Que n'a-t-on pas dit sur elle ! Que n'a-t-on pas écrit aussi de juste, de faux, de bête et d'intelligent, sans que les divergences s'aplanissent, et que la question ait avancé d'un pas ! La seule chose qui reste à dire, c'est que, quoi qu'on pense et quoi qu'on fasse, elle n'avancera jamais. Cela, d'ailleurs, n'a pas la moindre importance.

Du jour où le perfectionnement des armes permit de la tirer au vol, elle est entrée dans la légende. On lui a fait une réputation d'oiseau excessivement difficile : à croire que ceux qui l'ont établie voulait qu'elle leur retombât sur la tête sous forme de considérations élogieuses. Le plus sûr est qu'il en est résulté une scission très nette entre les chasseurs qui la tirent toujours et ceux qui ne la tirent jamais. Le nombre de ces derniers écrase celui des autres, et cette scission cause encore, à l'heure actuelle, à l'État, le préjudice d'un nombre important de kilogrammes de poudre, dont la vente lui passe sous le nez.

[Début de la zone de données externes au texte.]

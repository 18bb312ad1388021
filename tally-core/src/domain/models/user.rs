use std::sync::RwLock;

use serde::{Deserialize, Serialize};
use time::OffsetDateTime;

use super::UserId;

/// The principal the access token belongs to.
#[derive(Debug, Clone, PartialEq, Eq, Serialize, Deserialize)]
pub struct AuthenticatedUser {
    pub id: UserId,
    pub name: String,
    pub email: Option<String>,
}

impl AuthenticatedUser {
    pub fn new(id: u64, name: impl Into<String>) -> Self {
        Self {
            id: UserId::new(id),
            name: name.into(),
            email: None,
        }
    }

    pub fn with_email(mut self, email: impl Into<String>) -> Self {
        self.email = Some(email.into());
        self
    }
}

/// Identity persisted between runs so an offline start still knows who "me" is.
#[derive(Debug, Clone, PartialEq, Serialize, Deserialize)]
#[serde(rename_all = "camelCase")]
pub struct CachedIdentity {
    pub user: AuthenticatedUser,
    #[serde(with = "time::serde::rfc3339")]
    pub validated_at: OffsetDateTime,
}

/// Shared, session-scoped view of who is authenticated.
///
/// `None` means the principal is not known yet; timer ownership checks must
/// then refuse to attribute any running entry to this session.
#[derive(Debug, Default)]
pub struct SessionIdentity {
    user: RwLock<Option<AuthenticatedUser>>,
}

impl SessionIdentity {
    pub fn new(user: Option<AuthenticatedUser>) -> Self {
        Self {
            user: RwLock::new(user),
        }
    }

    pub fn user(&self) -> Option<AuthenticatedUser> {
        match self.user.read() {
            Ok(guard) => guard.clone(),
            Err(poisoned) => poisoned.into_inner().clone(),
        }
    }

    pub fn user_id(&self) -> Option<UserId> {
        self.user().map(|u| u.id)
    }

    pub fn set(&self, user: Option<AuthenticatedUser>) {
        match self.user.write() {
            Ok(mut guard) => *guard = user,
            Err(poisoned) => *poisoned.into_inner() = user,
        }
    }
}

Dans notre vieux pays, où le respect ne possède que des pratiquants clairsemés, elle en inspire un très caractérisé, très net, à une immense catégorie de chasseurs qui la laissent s'éloigner avec une circonspection peureuse, certains d'avance que la saluer d'une volée de plombs fins ne pourrait aboutir qu'au sacrifice inutile d'une cartouche.

Ce souci d'économie, réel et sincère en bien des cas, abrite, en quelques autres, une fausse modestie non dénuée de prudence. Humaine faiblesse de tireurs honorables ne voulant pas s'exposer à ternir leur petit renom de clocher.

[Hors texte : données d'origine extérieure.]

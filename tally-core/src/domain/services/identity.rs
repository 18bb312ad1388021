use std::sync::Arc;

use crate::config::IdentitySettings;
use crate::domain::{
    models::{AuthenticatedUser, CachedIdentity, SessionIdentity},
    ports::outbound::{
        load, save, Clock, KeyValueStore, StoreError, SystemClock, TimeTrackingClient, IDENTITY_KEY,
    },
    TimeTrackingError,
};

#[derive(Debug, Clone, PartialEq)]
pub enum IdentityOutcome {
    /// Confirmed with the provider just now.
    Fresh(AuthenticatedUser),
    /// Trusted from the local cache without a network call.
    Cached(AuthenticatedUser),
    /// Validation failed; running on whatever was cached, possibly nothing.
    Degraded(Option<AuthenticatedUser>),
}

impl IdentityOutcome {
    pub fn user(&self) -> Option<&AuthenticatedUser> {
        match self {
            Self::Fresh(user) | Self::Cached(user) => Some(user),
            Self::Degraded(user) => user.as_ref(),
        }
    }

    pub fn is_degraded(&self) -> bool {
        matches!(self, Self::Degraded(_))
    }
}

/// Establishes who the session belongs to at startup.
///
/// Never fails: an offline start proceeds with the cached identity.
pub struct IdentityService<C, S> {
    client: Arc<C>,
    store: Arc<S>,
    identity: Arc<SessionIdentity>,
    clock: Arc<dyn Clock>,
    settings: IdentitySettings,
}

impl<C, S> IdentityService<C, S>
where
    C: TimeTrackingClient,
    S: KeyValueStore,
{
    pub fn new(
        client: Arc<C>,
        store: Arc<S>,
        identity: Arc<SessionIdentity>,
        settings: IdentitySettings,
    ) -> Self {
        Self {
            client,
            store,
            identity,
            clock: Arc::new(SystemClock),
            settings,
        }
    }

    pub fn with_clock(mut self, clock: Arc<dyn Clock>) -> Self {
        self.clock = clock;
        self
    }

    pub async fn validate(&self) -> IdentityOutcome {
        let cached = match load::<CachedIdentity, _>(&*self.store, IDENTITY_KEY).await {
            Ok(cached) => cached,
            Err(e) => {
                tracing::warn!("Ignoring unreadable cached identity: {}", e);
                None
            }
        };

        let now = self.clock.now();
        if let Some(cached) = &cached {
            let age = now - cached.validated_at;
            if !age.is_negative() && age < self.settings.revalidate_after() {
                tracing::debug!("Using cached identity for user {}", cached.user.id);
                self.identity.set(Some(cached.user.clone()));
                return IdentityOutcome::Cached(cached.user.clone());
            }
        }

        match self.fetch_with_retry().await {
            Ok(user) => {
                tracing::info!("Authenticated as {} ({})", user.name, user.id);
                self.identity.set(Some(user.clone()));
                let record = CachedIdentity {
                    user: user.clone(),
                    validated_at: now,
                };
                if let Err(e) = save(&*self.store, IDENTITY_KEY, &record).await {
                    tracing::warn!("Failed to cache identity: {}", e);
                }
                IdentityOutcome::Fresh(user)
            }
            Err(e) => {
                let user = cached.map(|c| c.user);
                tracing::warn!(
                    "Identity validation failed, continuing in degraded mode (cached: {}): {}",
                    user.is_some(),
                    e
                );
                self.identity.set(user.clone());
                IdentityOutcome::Degraded(user)
            }
        }
    }

    /// Drop the cached identity and forget the session principal.
    pub async fn forget(&self) -> Result<(), StoreError> {
        self.identity.set(None);
        self.store.remove(&[IDENTITY_KEY]).await
    }

    async fn fetch_with_retry(&self) -> Result<AuthenticatedUser, TimeTrackingError> {
        let attempts = self.settings.max_attempts.max(1);
        let mut attempt = 1;
        loop {
            match self.client.get_authenticated_user().await {
                Ok(user) => return Ok(user),
                Err(e) if attempt < attempts => {
                    tracing::warn!(
                        "Identity check attempt {}/{} failed: {}",
                        attempt,
                        attempts,
                        e
                    );
                    attempt += 1;
                    tokio::time::sleep(self.settings.retry_delay()).await;
                }
                Err(e) => return Err(e),
            }
        }
    }
}

#[cfg(test)]
mod tests {
    use super::*;
    use crate::adapters::outbound::mock::{ManualClock, MemoryStore, MockOp, MockTimeTrackingClient};
    use time::macros::datetime;
    use time::{Duration, OffsetDateTime};

    const NOW: OffsetDateTime = datetime!(2025-09-18 09:00 UTC);

    struct Harness {
        client: Arc<MockTimeTrackingClient>,
        store: Arc<MemoryStore>,
        identity: Arc<SessionIdentity>,
        service: IdentityService<MockTimeTrackingClient, MemoryStore>,
    }

    fn harness() -> Harness {
        let clock = Arc::new(ManualClock::new(NOW));
        let client = Arc::new(
            MockTimeTrackingClient::new(clock.clone()).with_user(AuthenticatedUser::new(7, "Ada")),
        );
        let store = Arc::new(MemoryStore::new());
        let identity = Arc::new(SessionIdentity::default());
        let service = IdentityService::new(
            client.clone(),
            store.clone(),
            identity.clone(),
            IdentitySettings::default(),
        )
        .with_clock(clock);

        Harness {
            client,
            store,
            identity,
            service,
        }
    }

    async fn cache(store: &MemoryStore, user: AuthenticatedUser, validated_at: OffsetDateTime) {
        save(store, IDENTITY_KEY, &CachedIdentity { user, validated_at })
            .await
            .unwrap();
    }

    #[tokio::test]
    async fn fresh_validation_sets_and_caches_identity() {
        let h = harness();

        let outcome = h.service.validate().await;

        assert_eq!(outcome, IdentityOutcome::Fresh(AuthenticatedUser::new(7, "Ada")));
        assert_eq!(h.identity.user_id().map(|id| id.as_u64()), Some(7));
        let cached: CachedIdentity = load(&*h.store, IDENTITY_KEY).await.unwrap().unwrap();
        assert_eq!(cached.validated_at, NOW);
    }

    #[tokio::test]
    async fn recent_cache_skips_the_network() {
        let h = harness();
        cache(&h.store, AuthenticatedUser::new(7, "Ada"), NOW - Duration::hours(2)).await;

        let outcome = h.service.validate().await;

        assert!(matches!(outcome, IdentityOutcome::Cached(_)));
        assert_eq!(h.client.count(MockOp::Me), 0);
        assert!(h.identity.user().is_some());
    }

    #[tokio::test]
    async fn expired_cache_is_revalidated() {
        let h = harness();
        cache(&h.store, AuthenticatedUser::new(7, "Ada"), NOW - Duration::hours(30)).await;

        let outcome = h.service.validate().await;

        assert!(matches!(outcome, IdentityOutcome::Fresh(_)));
        assert_eq!(h.client.count(MockOp::Me), 1);
    }

    #[tokio::test(start_paused = true)]
    async fn retries_once_then_degrades_to_cached_identity() {
        let h = harness();
        cache(&h.store, AuthenticatedUser::new(7, "Ada"), NOW - Duration::days(3)).await;
        h.client
            .fail_on(MockOp::Me, TimeTrackingError::Network("offline".into()));

        let outcome = h.service.validate().await;

        assert_eq!(h.client.count(MockOp::Me), 2);
        assert_eq!(
            outcome,
            IdentityOutcome::Degraded(Some(AuthenticatedUser::new(7, "Ada")))
        );
        assert!(outcome.is_degraded());
        assert_eq!(h.identity.user_id().map(|id| id.as_u64()), Some(7));
    }

    #[tokio::test(start_paused = true)]
    async fn degraded_without_cache_leaves_identity_unknown() {
        let h = harness();
        h.identity.set(Some(AuthenticatedUser::new(1, "Stale")));
        h.client
            .fail_on(MockOp::Me, TimeTrackingError::Unauthorized("401".into()));

        let outcome = h.service.validate().await;

        assert_eq!(outcome, IdentityOutcome::Degraded(None));
        assert_eq!(outcome.user(), None);
        assert_eq!(h.identity.user(), None);
    }

    #[tokio::test]
    async fn forget_clears_cache_and_session() {
        let h = harness();
        h.service.validate().await;

        h.service.forget().await.unwrap();

        assert_eq!(h.identity.user(), None);
        assert!(!h.store.contains(IDENTITY_KEY));
    }
}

Cette génuflexion involontaire devant la bécassine, cette bouderie à son égard sont éminemment transmissibles de génération en génération, au point qu'elles deviennent la plupart du temps instinctives. Et, raison majeure du plus pur terre à terre, il faut bien l'avouer : elle ne vaut pas les cartouches parce qu'il faut un certain nombre de ces oiseaux petits pour constituer un plat convenable. Cette condition implique souvent une dépense de munitions réfrigérante : preuve qu'entre la qualité d'une saveur et la solide médiocrité d'une quantité la lutte n'est pas égale.

La bécassine est, au fond, un gibier de passionné, de dilettante, de gastronome ou de snob. Les moyens fulgurants de son être nerveux planent au-dessus des moyens distribués par le sort au commun des chasseurs ; au-dessus de ses désirs aussi. Et c'est pourquoi, entraîné sans le vouloir par un réflexe d'amour-propre piqué, ce commun des chasseurs ne s'y intéresse pas.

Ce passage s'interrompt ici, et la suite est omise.